** INPUT RECORDS follows **

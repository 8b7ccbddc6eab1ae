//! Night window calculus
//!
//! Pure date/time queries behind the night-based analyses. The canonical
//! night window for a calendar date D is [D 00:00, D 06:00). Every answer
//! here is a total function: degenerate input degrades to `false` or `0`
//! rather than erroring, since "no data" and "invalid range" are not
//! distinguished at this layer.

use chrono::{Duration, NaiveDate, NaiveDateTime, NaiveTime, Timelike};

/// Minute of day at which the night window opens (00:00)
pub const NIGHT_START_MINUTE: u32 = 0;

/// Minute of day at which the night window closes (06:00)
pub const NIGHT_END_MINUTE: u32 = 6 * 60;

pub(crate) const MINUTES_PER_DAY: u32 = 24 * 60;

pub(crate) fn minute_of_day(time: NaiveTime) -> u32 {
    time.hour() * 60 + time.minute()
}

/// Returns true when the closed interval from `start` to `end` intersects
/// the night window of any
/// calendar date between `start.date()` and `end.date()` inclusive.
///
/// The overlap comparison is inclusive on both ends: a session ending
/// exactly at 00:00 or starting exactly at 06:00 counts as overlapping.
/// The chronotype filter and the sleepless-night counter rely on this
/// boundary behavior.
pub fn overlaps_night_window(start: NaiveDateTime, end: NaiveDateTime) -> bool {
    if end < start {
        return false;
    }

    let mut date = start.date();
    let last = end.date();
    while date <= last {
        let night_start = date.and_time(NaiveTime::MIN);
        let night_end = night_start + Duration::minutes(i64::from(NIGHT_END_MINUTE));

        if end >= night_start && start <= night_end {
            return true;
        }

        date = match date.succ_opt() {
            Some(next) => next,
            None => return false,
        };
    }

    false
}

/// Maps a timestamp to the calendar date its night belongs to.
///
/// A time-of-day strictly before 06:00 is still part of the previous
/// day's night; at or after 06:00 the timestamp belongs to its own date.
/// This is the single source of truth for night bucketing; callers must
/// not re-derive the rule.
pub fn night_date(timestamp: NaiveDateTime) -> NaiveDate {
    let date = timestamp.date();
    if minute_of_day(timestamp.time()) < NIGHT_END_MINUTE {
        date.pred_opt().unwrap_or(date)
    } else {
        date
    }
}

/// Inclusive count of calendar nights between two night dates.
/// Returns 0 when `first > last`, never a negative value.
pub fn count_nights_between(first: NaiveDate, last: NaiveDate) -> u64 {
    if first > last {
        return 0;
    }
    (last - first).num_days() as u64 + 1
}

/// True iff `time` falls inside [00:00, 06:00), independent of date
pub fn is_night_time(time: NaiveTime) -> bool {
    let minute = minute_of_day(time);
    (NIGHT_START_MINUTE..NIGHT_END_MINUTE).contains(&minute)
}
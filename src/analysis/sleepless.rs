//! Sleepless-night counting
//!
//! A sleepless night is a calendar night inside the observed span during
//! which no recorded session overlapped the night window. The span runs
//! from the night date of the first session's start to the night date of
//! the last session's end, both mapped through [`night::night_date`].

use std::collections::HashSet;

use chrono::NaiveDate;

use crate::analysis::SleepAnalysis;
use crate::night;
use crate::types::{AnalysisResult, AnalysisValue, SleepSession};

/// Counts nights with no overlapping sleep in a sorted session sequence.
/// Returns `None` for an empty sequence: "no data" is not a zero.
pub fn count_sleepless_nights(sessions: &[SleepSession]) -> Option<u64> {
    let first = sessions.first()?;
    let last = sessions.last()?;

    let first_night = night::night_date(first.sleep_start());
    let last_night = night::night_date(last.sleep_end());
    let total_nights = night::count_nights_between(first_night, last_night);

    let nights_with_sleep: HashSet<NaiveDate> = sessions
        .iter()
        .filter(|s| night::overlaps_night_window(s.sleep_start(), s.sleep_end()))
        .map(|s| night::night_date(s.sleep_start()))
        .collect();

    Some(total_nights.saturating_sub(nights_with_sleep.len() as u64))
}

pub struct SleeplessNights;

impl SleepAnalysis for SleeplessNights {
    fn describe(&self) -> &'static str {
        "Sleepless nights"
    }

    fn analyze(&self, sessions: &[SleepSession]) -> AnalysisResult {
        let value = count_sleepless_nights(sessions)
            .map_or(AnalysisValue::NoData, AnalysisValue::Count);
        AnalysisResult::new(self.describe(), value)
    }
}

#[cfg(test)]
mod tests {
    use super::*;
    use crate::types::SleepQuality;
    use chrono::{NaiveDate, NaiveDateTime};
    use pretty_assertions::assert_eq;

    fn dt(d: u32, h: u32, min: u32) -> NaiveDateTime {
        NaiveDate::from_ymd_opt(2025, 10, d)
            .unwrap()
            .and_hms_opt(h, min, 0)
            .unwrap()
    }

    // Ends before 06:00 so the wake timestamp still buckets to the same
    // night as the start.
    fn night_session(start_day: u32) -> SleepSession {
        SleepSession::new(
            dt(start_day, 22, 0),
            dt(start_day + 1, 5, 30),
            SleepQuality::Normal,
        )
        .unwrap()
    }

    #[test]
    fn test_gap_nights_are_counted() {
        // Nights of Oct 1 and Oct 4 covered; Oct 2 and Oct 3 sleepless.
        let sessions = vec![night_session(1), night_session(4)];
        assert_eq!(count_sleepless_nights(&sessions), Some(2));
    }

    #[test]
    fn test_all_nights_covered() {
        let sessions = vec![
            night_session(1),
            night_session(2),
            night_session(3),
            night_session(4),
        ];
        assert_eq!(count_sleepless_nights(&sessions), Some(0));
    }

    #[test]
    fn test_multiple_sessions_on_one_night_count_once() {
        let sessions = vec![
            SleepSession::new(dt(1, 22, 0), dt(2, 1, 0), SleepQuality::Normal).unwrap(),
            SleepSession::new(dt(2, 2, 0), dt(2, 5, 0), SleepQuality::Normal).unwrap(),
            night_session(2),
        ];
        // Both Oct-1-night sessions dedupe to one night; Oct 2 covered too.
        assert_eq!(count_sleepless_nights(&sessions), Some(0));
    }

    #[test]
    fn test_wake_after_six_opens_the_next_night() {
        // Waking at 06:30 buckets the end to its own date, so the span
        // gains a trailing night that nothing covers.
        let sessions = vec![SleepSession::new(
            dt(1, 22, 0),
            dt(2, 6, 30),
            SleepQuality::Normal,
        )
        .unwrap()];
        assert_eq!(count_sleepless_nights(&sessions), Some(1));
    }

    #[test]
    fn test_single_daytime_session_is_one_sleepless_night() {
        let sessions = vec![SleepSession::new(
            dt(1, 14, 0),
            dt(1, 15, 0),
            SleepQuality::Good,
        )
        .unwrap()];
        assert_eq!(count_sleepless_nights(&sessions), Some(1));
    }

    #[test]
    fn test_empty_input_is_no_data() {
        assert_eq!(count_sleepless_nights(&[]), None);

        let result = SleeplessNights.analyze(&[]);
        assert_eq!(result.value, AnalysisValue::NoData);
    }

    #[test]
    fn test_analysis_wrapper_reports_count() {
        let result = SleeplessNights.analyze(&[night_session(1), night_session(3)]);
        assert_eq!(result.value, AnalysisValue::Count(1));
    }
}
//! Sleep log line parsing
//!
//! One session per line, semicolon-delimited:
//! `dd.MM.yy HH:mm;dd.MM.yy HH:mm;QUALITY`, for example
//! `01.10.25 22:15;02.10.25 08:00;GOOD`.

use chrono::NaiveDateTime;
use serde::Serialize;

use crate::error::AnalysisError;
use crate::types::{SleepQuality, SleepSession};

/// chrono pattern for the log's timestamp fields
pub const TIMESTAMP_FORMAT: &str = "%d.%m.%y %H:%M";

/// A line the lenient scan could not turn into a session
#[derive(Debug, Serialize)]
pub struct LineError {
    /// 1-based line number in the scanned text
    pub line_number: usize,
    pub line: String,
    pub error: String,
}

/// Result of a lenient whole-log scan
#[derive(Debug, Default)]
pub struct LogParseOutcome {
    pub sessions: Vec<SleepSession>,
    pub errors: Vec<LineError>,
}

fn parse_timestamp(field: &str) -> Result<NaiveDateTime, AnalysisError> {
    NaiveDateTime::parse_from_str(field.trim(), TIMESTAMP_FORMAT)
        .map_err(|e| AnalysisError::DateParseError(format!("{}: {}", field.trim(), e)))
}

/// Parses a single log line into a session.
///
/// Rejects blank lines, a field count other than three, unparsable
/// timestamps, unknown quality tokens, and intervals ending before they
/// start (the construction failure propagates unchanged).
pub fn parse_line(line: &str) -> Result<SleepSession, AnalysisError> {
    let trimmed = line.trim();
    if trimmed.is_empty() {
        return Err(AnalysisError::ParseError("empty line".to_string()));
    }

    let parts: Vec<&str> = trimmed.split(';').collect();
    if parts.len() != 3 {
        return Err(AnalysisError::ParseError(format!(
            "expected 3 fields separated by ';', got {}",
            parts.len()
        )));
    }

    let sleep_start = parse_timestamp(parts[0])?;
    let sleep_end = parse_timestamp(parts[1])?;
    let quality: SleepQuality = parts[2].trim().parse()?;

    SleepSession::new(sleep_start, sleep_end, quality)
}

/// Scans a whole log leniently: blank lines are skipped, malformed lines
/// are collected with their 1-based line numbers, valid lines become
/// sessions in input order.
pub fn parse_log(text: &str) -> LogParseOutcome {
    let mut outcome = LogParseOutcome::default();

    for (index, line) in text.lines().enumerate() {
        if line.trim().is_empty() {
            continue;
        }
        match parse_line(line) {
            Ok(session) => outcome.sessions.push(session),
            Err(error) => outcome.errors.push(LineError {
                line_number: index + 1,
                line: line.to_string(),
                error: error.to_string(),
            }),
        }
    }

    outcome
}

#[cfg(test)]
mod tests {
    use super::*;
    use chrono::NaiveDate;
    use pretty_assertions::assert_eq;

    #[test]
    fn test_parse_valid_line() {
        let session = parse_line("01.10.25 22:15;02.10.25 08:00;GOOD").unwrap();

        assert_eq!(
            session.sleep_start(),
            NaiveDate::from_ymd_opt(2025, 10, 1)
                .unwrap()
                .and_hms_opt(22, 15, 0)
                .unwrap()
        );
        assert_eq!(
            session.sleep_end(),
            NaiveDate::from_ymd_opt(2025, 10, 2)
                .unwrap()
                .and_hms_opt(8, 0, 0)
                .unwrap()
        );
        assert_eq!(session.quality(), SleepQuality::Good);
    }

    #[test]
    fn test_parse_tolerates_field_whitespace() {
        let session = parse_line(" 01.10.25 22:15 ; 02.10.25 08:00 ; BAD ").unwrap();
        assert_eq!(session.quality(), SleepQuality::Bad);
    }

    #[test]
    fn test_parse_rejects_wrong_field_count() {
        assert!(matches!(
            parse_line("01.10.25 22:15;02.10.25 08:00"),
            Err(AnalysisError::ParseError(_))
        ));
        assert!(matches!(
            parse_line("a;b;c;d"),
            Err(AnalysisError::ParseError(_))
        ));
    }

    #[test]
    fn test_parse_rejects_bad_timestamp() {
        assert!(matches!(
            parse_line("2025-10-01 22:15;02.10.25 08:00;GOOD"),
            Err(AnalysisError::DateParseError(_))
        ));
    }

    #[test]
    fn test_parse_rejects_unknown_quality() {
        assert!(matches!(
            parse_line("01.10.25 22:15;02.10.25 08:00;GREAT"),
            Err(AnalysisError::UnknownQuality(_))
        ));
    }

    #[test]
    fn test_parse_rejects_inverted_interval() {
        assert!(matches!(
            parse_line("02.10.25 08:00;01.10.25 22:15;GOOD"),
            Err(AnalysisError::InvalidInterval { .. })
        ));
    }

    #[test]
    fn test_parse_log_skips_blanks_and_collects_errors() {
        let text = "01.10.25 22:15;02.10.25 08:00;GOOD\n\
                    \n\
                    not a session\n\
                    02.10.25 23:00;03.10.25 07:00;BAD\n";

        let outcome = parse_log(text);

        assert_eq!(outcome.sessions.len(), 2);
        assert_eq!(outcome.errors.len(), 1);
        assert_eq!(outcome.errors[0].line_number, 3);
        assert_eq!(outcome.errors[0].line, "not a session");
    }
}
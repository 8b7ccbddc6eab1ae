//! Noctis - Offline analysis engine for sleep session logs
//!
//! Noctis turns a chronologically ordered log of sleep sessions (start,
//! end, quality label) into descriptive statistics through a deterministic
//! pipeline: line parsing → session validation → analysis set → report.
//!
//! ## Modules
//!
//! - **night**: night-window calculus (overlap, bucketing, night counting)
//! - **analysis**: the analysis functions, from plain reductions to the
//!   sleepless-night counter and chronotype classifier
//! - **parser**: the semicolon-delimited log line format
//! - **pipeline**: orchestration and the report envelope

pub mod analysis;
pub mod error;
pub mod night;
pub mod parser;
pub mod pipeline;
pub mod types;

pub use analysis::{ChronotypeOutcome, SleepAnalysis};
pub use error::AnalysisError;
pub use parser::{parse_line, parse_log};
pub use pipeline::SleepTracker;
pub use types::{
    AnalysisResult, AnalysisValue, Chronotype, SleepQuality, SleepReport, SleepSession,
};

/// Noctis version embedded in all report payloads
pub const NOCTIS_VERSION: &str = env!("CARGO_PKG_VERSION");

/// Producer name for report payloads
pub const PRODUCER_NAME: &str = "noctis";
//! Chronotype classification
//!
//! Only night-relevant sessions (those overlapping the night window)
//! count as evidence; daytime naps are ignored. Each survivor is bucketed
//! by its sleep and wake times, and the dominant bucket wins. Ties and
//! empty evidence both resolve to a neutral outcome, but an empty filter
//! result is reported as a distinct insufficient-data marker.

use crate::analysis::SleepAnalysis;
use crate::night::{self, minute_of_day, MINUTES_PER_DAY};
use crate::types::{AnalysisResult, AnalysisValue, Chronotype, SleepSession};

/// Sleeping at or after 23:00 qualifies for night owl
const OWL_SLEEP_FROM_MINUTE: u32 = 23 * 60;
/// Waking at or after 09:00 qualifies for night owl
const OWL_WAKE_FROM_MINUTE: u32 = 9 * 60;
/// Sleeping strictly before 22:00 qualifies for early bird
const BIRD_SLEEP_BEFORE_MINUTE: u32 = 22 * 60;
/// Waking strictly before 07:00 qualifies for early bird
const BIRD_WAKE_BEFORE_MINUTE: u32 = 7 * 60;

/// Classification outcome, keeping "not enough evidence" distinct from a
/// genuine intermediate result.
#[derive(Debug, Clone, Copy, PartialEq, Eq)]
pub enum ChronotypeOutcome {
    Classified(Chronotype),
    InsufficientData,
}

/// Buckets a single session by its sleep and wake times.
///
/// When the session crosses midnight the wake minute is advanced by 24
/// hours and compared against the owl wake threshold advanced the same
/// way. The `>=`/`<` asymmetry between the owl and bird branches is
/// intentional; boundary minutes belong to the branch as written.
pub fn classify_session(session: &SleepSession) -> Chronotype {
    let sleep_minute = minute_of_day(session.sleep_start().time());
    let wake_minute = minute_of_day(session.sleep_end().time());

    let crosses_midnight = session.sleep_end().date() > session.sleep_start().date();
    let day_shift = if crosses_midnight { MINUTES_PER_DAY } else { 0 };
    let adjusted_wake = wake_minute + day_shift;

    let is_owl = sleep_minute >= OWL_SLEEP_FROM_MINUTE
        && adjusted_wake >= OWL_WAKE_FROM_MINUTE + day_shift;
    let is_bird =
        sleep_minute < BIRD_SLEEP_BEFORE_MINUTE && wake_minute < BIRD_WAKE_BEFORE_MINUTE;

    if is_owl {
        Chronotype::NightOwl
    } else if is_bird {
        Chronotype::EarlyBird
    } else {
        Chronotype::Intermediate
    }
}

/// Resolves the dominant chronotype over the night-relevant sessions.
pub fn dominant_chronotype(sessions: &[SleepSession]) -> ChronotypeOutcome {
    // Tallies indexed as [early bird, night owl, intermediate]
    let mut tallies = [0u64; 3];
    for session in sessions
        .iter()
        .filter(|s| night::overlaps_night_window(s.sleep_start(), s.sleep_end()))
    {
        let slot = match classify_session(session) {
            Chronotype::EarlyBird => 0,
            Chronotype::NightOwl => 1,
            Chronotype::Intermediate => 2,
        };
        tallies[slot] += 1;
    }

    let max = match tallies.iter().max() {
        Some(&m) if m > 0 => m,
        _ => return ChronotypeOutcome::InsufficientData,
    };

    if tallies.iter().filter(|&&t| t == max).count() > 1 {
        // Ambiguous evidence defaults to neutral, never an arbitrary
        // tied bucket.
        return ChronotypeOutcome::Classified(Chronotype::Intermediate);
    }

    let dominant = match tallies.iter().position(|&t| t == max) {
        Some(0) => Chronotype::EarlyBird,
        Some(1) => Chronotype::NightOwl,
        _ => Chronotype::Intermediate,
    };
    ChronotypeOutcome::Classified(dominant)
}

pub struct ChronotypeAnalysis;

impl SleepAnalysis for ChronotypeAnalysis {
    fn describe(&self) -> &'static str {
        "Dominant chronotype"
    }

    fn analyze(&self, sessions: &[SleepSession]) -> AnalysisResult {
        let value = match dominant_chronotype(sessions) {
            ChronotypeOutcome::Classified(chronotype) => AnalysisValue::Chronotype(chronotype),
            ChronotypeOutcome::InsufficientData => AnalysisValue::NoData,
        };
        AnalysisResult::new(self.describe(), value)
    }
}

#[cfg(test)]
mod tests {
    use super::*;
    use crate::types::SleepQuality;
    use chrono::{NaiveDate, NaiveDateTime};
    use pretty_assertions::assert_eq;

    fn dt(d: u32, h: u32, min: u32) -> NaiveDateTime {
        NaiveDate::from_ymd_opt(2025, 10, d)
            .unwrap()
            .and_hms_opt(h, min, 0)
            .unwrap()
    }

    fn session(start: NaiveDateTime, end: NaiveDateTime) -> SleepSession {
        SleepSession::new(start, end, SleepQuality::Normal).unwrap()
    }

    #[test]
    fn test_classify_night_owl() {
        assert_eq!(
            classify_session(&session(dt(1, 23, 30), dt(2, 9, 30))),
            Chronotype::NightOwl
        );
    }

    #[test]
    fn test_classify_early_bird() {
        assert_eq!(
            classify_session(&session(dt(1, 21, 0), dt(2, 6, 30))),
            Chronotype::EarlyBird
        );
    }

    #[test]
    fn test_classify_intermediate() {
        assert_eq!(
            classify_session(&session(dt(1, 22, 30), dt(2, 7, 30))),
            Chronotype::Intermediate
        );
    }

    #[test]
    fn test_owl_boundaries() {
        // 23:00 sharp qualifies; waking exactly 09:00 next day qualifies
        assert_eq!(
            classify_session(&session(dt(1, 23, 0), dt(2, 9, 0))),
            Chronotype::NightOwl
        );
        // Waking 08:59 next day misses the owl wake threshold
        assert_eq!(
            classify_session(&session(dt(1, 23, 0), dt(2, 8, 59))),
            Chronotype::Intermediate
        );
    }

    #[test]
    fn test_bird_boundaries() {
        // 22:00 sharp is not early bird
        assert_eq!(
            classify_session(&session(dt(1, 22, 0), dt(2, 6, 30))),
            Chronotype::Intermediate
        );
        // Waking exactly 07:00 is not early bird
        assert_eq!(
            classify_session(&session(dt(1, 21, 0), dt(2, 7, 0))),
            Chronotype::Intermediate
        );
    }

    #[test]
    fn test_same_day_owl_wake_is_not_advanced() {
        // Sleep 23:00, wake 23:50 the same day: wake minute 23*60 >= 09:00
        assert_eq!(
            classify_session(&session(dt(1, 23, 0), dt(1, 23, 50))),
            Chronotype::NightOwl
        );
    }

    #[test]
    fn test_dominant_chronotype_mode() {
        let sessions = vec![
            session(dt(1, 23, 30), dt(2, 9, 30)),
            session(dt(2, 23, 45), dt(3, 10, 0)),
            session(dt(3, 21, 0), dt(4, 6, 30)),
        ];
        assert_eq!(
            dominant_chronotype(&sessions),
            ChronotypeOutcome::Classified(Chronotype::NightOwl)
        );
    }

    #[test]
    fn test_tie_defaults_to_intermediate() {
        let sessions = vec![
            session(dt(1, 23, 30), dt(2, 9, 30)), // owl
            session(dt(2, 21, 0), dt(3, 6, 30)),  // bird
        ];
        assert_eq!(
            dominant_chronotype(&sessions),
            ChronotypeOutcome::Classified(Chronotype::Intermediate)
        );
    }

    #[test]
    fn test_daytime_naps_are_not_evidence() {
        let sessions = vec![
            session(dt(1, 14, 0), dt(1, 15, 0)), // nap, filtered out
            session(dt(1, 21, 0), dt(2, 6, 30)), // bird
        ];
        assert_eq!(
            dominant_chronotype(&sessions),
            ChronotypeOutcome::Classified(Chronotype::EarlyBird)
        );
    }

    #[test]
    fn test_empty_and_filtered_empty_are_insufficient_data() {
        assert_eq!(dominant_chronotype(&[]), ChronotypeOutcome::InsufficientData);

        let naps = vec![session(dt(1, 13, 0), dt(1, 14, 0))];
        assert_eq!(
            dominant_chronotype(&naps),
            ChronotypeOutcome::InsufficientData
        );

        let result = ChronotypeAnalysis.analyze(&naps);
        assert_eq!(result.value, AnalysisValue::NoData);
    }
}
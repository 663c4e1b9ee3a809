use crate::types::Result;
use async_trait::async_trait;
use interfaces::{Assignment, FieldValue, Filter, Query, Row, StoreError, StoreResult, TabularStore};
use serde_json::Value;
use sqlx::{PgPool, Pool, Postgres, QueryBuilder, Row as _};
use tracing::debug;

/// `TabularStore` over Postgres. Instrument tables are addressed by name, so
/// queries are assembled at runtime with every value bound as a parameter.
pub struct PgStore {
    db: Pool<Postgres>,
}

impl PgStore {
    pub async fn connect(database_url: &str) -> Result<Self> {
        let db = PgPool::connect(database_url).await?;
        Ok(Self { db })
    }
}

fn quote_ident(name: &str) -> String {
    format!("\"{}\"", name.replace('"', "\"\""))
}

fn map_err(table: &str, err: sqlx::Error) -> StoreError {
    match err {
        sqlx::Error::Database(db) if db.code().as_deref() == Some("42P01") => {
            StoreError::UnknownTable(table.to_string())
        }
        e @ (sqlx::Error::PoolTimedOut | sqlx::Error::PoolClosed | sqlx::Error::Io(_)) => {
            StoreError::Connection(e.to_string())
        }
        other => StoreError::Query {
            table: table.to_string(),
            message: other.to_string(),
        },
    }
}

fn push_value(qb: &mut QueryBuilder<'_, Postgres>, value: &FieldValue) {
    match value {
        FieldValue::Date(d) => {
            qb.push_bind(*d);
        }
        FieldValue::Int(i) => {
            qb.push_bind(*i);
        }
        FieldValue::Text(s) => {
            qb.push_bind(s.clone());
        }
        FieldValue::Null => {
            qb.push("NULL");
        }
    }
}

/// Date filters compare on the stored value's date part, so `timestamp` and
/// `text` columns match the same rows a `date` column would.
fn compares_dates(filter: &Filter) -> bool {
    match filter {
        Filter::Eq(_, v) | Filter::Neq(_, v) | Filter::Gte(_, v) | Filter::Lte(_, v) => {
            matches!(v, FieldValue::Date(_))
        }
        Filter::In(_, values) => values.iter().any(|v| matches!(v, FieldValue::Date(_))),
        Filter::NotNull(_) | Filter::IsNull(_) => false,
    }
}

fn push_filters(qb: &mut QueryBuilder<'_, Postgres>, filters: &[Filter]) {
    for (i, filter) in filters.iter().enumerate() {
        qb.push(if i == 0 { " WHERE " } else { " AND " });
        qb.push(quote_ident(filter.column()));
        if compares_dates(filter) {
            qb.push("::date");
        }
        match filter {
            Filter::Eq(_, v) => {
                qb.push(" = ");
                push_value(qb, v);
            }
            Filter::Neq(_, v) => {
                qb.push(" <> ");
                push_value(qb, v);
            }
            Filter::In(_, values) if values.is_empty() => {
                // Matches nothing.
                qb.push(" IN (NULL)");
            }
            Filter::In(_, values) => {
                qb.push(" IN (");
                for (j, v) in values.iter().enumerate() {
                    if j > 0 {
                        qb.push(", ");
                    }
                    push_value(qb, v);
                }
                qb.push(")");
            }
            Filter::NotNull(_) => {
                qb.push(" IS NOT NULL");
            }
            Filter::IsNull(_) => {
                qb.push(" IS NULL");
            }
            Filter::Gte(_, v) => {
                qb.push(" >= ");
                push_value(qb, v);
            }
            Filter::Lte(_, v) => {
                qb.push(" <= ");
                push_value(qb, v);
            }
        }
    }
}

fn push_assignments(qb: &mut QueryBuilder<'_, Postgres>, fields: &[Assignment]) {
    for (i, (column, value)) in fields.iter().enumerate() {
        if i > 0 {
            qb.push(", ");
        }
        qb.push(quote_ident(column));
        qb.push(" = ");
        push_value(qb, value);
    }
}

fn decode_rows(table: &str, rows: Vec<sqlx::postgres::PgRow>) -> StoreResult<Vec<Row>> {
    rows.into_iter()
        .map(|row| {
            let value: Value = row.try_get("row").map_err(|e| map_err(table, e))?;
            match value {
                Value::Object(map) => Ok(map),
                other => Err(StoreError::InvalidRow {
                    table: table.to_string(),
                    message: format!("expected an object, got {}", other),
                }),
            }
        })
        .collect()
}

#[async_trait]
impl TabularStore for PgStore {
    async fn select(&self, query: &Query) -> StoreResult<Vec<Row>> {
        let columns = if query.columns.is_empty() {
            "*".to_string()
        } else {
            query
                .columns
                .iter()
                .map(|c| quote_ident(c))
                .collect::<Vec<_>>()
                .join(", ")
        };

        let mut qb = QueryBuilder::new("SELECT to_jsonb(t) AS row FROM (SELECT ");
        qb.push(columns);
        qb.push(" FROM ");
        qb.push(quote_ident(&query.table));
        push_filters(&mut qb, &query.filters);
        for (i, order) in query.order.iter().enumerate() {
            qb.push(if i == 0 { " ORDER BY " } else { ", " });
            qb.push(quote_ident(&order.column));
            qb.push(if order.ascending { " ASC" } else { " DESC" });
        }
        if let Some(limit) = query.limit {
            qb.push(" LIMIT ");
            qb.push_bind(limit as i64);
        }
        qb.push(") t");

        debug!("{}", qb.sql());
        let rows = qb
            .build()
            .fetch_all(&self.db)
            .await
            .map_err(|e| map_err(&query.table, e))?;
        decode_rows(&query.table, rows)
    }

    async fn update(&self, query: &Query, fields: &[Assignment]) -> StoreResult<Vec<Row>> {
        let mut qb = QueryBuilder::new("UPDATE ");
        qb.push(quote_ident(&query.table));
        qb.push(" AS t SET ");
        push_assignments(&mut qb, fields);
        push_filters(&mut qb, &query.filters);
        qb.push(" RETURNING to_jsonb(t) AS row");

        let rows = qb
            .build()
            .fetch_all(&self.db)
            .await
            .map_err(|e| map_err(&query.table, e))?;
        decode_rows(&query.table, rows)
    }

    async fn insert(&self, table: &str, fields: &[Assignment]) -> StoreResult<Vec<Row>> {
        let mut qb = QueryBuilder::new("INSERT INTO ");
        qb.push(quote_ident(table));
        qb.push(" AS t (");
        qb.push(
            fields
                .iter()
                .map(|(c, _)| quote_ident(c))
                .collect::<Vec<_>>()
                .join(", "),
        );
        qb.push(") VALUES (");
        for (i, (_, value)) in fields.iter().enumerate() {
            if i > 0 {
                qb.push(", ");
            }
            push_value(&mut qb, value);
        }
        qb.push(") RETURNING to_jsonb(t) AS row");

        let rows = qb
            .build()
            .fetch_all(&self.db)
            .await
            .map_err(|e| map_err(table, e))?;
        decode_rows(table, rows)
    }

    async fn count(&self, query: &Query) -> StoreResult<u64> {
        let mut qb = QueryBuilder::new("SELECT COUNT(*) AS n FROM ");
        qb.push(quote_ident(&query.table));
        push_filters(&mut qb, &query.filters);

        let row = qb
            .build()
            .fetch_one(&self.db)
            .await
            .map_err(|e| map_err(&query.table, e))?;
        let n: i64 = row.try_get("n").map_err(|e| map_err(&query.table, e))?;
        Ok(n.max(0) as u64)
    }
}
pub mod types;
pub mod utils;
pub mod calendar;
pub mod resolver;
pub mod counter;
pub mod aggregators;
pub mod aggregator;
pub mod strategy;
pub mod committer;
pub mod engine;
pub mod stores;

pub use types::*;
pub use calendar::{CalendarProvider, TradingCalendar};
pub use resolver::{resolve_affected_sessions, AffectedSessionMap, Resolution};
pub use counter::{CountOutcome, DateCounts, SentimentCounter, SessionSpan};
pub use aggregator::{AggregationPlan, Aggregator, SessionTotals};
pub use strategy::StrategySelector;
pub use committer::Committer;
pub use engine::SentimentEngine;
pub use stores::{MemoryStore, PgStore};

** End of INPUT RECORDS **

WHAT YOU HAVE TO DO -> Scan the records for lines that hold "HashSet", and reproduce each one you find.

EXERCISE ANSWER ->
use std::collections::HashSet;
    let nights_with_sleep: HashSet<NaiveDate> = sessions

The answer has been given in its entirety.